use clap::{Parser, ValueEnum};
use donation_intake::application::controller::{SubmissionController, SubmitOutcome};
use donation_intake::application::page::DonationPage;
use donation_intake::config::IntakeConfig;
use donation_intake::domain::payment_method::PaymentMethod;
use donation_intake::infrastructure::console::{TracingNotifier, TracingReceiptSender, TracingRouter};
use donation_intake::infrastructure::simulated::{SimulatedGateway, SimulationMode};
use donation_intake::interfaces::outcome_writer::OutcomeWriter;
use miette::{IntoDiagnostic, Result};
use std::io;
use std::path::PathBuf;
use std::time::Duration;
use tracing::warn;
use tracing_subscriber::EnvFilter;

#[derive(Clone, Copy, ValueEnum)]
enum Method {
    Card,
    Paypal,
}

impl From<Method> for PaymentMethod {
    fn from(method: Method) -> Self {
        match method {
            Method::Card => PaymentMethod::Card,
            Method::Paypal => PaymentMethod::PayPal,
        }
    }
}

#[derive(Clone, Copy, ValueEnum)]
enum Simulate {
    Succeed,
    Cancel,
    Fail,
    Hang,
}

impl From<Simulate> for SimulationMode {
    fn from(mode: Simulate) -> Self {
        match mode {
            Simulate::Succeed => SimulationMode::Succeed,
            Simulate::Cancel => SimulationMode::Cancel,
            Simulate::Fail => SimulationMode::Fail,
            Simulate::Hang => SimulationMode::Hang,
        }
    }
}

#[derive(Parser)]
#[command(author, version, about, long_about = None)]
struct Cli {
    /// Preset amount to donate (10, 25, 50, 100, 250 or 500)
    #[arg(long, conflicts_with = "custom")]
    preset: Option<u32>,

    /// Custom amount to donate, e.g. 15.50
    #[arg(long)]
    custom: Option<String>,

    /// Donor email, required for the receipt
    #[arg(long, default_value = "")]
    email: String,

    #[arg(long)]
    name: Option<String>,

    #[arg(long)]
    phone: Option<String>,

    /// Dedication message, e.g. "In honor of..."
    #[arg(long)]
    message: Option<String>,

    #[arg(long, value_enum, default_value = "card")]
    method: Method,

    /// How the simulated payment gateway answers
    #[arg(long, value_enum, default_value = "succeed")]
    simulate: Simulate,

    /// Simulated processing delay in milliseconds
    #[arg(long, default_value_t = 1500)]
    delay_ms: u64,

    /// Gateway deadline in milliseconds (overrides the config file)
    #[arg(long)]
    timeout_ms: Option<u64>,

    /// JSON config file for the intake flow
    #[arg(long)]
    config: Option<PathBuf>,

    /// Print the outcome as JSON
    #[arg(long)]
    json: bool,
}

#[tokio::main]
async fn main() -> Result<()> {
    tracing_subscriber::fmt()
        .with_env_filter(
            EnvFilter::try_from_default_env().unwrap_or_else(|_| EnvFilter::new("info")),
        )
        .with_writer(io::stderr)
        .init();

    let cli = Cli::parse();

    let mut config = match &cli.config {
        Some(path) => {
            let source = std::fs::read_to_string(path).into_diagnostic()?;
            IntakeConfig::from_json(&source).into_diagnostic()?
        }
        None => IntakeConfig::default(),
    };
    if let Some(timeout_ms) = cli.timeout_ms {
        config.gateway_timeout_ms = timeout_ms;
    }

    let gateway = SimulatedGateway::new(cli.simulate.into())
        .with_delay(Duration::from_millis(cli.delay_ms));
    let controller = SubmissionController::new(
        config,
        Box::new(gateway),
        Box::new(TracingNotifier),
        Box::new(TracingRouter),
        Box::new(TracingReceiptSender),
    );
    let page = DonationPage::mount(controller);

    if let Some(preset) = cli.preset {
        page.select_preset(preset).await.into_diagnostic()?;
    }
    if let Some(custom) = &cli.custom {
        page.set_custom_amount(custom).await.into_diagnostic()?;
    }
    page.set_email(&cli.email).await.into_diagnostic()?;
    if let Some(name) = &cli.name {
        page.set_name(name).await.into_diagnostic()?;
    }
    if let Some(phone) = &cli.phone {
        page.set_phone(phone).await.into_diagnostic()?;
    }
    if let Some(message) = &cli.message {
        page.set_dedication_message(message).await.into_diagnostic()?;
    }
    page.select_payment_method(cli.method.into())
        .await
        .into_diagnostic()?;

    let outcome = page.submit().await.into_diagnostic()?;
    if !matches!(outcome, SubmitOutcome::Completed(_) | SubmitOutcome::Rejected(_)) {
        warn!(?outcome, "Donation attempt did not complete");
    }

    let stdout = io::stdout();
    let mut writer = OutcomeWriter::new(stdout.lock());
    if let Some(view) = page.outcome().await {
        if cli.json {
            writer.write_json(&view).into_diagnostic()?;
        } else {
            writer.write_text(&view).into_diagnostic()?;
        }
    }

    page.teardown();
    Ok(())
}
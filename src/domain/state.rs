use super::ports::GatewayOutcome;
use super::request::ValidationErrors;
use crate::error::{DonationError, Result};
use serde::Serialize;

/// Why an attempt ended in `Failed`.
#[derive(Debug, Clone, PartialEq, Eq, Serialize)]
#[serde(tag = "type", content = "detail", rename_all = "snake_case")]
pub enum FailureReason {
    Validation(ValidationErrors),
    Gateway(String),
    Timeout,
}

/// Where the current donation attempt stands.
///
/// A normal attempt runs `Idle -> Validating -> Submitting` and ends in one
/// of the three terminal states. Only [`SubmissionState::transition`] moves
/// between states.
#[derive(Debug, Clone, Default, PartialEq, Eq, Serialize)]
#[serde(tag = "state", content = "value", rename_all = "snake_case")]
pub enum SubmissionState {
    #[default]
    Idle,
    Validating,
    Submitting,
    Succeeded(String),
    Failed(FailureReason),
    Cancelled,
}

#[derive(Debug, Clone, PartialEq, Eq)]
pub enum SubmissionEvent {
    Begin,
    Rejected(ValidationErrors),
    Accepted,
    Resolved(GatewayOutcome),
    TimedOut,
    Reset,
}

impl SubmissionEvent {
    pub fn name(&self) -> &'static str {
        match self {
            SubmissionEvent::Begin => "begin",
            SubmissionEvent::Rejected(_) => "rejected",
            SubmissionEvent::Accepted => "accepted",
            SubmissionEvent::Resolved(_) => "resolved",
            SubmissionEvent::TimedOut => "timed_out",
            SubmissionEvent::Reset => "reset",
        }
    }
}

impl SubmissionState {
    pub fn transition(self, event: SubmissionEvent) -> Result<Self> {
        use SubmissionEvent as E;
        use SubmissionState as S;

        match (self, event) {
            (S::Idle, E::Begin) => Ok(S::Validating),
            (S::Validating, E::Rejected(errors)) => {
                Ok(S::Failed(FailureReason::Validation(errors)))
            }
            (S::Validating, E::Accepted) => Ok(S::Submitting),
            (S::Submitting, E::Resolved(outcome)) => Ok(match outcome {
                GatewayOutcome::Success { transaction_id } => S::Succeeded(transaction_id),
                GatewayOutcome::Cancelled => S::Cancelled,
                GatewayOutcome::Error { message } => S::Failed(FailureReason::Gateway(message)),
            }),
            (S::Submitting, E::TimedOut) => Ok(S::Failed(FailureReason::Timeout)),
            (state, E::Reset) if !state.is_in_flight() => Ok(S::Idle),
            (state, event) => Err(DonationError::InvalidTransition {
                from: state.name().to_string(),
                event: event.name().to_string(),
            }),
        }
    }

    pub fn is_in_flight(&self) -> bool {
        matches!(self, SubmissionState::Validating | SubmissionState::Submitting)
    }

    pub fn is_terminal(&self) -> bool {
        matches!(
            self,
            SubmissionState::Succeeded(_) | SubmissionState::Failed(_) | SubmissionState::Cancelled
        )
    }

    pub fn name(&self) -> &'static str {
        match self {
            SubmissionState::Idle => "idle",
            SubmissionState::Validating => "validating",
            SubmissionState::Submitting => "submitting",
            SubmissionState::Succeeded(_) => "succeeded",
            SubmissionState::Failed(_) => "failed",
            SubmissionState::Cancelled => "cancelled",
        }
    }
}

+ + + + + + +

Out of the preceding entries, pull each line that contains the word "TimedOut".

    TimedOut,
            SubmissionEvent::TimedOut => "timed_out",
            (S::Submitting, E::TimedOut) => Ok(S::Failed(FailureReason::Timeout)),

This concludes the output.